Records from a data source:
##############################

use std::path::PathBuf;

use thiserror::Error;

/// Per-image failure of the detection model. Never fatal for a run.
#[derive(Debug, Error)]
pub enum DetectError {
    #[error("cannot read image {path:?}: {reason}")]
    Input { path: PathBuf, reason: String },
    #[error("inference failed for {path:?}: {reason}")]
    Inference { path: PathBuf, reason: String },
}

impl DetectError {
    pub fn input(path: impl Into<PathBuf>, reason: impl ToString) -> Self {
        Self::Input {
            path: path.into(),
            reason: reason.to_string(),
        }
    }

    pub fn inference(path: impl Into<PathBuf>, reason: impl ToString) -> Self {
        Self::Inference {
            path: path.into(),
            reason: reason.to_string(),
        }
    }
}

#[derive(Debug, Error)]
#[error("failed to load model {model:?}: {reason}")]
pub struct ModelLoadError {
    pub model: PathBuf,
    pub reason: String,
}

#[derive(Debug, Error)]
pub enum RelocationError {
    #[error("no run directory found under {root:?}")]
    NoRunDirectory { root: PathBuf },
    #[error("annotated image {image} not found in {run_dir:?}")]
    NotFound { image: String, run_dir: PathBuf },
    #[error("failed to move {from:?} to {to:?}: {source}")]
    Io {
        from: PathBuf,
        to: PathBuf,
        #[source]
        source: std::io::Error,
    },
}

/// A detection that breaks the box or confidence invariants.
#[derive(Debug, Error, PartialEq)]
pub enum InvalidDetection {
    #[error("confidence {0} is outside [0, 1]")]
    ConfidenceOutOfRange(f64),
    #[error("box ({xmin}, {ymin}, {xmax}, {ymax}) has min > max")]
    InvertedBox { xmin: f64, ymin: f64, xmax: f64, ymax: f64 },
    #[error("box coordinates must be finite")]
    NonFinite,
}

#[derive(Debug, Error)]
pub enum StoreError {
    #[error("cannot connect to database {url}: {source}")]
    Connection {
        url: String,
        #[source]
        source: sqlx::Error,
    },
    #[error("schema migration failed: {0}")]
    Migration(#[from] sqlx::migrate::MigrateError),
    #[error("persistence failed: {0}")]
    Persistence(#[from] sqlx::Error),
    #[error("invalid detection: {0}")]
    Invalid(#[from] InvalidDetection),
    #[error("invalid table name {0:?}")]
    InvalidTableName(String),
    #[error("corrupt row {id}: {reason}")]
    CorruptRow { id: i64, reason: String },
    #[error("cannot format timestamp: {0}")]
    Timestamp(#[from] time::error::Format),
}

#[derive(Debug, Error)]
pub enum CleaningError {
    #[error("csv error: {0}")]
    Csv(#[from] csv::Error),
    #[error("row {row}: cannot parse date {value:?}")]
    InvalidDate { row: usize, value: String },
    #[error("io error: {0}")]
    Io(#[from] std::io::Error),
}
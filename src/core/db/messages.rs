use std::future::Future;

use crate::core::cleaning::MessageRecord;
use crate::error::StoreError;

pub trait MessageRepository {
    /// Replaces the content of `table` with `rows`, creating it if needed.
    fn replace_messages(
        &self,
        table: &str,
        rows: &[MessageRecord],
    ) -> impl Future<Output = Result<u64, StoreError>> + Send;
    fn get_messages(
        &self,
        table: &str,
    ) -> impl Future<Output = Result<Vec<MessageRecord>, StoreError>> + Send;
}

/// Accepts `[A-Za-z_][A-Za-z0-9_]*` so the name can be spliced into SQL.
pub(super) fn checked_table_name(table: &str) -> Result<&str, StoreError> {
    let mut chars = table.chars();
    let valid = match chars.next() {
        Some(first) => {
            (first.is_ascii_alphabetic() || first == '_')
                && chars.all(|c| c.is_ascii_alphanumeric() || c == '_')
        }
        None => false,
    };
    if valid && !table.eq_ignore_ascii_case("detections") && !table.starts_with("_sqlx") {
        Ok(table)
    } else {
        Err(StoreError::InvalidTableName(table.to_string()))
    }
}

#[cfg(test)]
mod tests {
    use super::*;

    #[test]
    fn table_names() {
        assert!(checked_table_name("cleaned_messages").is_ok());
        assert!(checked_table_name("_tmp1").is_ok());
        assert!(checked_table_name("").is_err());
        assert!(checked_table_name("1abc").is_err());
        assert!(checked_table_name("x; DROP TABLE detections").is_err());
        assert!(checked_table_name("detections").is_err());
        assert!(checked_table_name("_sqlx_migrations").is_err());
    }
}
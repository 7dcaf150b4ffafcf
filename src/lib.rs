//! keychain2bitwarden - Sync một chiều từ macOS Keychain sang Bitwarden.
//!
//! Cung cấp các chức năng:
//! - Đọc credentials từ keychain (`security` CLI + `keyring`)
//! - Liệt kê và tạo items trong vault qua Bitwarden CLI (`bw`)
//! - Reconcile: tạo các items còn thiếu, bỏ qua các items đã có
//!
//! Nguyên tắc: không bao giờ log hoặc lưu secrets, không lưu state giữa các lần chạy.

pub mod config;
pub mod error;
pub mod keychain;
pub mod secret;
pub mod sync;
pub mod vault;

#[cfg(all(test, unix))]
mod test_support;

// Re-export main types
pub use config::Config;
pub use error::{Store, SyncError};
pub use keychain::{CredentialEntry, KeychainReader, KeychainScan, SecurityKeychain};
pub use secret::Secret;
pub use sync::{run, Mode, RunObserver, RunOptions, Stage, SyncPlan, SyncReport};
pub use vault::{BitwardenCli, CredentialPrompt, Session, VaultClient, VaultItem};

##############################

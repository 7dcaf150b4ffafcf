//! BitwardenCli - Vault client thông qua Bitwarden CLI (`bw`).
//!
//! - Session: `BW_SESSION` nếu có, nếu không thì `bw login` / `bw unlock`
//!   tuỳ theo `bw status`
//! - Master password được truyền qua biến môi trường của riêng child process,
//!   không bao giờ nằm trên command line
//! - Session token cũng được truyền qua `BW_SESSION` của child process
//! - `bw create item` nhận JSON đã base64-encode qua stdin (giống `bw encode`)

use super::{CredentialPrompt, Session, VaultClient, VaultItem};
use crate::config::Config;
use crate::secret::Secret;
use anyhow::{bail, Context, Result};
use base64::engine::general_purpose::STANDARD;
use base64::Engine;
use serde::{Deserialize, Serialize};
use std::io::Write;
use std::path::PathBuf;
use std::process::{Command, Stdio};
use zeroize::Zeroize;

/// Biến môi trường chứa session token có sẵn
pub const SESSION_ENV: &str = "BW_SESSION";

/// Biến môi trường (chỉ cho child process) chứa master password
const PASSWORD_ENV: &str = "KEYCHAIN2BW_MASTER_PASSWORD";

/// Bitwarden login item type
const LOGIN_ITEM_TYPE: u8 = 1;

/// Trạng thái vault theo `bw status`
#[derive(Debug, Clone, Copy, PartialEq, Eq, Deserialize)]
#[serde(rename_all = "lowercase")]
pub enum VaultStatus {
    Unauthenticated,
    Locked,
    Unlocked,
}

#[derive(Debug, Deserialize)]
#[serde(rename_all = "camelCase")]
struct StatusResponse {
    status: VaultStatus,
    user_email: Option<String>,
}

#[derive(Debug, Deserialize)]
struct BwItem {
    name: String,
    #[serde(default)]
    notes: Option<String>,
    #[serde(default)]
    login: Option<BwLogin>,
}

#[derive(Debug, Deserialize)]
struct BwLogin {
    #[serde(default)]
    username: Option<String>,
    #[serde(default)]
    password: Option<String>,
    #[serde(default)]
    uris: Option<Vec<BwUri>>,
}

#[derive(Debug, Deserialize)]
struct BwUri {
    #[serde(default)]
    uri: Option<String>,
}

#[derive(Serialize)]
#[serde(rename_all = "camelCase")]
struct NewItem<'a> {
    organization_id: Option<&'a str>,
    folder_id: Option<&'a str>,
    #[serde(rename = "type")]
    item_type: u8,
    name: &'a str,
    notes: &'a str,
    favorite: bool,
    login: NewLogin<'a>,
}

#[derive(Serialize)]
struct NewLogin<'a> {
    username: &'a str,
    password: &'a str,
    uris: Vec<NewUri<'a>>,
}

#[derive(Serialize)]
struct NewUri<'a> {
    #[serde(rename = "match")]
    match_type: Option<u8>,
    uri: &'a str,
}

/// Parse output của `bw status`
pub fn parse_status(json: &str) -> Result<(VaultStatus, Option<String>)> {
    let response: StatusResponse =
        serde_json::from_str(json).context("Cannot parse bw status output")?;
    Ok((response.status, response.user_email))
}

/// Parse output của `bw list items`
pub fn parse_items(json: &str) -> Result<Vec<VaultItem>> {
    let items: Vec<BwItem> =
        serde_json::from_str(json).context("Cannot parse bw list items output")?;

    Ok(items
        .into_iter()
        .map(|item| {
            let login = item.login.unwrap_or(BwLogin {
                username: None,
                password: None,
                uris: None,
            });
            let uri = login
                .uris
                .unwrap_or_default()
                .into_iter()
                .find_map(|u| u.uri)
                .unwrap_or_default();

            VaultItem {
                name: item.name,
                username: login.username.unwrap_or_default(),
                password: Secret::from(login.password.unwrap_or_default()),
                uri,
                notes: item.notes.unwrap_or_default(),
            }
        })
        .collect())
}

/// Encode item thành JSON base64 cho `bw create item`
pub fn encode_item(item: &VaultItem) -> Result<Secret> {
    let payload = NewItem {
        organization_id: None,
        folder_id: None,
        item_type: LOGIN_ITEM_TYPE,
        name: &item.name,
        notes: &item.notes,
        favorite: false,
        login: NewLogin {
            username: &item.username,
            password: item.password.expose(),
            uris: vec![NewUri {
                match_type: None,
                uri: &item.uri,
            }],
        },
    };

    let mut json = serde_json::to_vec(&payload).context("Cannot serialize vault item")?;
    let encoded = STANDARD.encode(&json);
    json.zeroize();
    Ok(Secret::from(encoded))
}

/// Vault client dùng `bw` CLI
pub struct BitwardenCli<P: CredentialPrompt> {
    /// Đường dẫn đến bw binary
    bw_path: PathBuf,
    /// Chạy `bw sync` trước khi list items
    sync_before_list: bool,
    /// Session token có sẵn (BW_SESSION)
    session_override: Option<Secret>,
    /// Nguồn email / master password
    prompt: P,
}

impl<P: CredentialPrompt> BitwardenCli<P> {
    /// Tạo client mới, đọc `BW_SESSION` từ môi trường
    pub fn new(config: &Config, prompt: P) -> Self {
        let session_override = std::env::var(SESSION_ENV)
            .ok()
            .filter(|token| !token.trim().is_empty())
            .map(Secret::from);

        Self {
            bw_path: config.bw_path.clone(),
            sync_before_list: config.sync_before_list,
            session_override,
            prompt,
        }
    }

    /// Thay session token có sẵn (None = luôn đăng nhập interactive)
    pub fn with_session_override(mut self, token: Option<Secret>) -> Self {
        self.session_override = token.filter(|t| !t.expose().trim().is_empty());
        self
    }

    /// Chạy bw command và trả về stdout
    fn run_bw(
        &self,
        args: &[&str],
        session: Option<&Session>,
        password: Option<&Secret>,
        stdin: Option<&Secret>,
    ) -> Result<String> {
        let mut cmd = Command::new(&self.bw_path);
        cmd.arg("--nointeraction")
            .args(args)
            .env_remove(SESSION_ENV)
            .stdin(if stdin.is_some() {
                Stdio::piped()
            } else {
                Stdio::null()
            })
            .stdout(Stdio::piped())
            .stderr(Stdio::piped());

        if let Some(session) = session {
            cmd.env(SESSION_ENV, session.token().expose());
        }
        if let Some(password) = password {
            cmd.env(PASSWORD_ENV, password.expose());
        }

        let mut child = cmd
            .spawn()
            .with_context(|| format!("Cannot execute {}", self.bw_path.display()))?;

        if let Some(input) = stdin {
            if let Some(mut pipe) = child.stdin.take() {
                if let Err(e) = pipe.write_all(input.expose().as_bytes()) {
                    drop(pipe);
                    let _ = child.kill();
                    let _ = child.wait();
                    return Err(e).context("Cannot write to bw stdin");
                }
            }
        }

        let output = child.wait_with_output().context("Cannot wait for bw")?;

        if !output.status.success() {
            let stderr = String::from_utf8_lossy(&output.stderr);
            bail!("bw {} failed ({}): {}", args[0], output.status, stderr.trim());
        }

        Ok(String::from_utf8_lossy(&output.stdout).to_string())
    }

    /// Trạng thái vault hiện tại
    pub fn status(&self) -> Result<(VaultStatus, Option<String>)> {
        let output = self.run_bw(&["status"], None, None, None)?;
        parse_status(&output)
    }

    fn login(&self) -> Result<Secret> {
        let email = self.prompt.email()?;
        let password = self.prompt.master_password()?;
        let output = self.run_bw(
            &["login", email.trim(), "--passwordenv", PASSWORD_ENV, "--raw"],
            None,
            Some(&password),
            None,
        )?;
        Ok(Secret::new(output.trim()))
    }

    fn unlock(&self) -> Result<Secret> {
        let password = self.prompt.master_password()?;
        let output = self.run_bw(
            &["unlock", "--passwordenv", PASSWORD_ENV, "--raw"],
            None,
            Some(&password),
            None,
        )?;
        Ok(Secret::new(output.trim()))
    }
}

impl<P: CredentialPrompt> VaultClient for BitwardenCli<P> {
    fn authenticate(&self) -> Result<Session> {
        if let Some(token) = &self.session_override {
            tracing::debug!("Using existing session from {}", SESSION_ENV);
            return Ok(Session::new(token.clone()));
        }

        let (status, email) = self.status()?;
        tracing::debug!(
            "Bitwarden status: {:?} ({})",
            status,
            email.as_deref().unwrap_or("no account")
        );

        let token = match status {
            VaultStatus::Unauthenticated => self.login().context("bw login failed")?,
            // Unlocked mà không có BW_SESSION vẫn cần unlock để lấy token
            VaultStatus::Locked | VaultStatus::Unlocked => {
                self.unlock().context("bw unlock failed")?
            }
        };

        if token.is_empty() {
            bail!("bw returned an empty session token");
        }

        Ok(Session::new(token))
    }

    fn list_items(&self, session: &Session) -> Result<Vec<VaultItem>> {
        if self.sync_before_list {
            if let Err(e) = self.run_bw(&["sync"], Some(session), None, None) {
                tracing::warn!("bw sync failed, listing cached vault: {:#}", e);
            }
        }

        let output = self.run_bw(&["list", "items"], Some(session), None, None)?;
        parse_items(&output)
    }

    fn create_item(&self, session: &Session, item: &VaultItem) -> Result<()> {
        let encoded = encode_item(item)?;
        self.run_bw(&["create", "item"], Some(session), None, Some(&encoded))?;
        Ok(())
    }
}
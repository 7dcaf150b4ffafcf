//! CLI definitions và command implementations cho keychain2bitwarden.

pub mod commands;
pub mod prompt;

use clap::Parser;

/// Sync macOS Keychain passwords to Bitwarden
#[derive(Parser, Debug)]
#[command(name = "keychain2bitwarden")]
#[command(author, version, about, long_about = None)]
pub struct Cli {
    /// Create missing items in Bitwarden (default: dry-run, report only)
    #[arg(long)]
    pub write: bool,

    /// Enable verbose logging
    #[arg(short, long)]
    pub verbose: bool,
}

##############################

For each line above that includes "trường", copy the line.

◆ Task answer
//! - Master password được truyền qua biến môi trường của riêng child process,
/// Biến môi trường chứa session token có sẵn
/// Biến môi trường (chỉ cho child process) chứa master password
    /// Tạo client mới, đọc `BW_SESSION` từ môi trường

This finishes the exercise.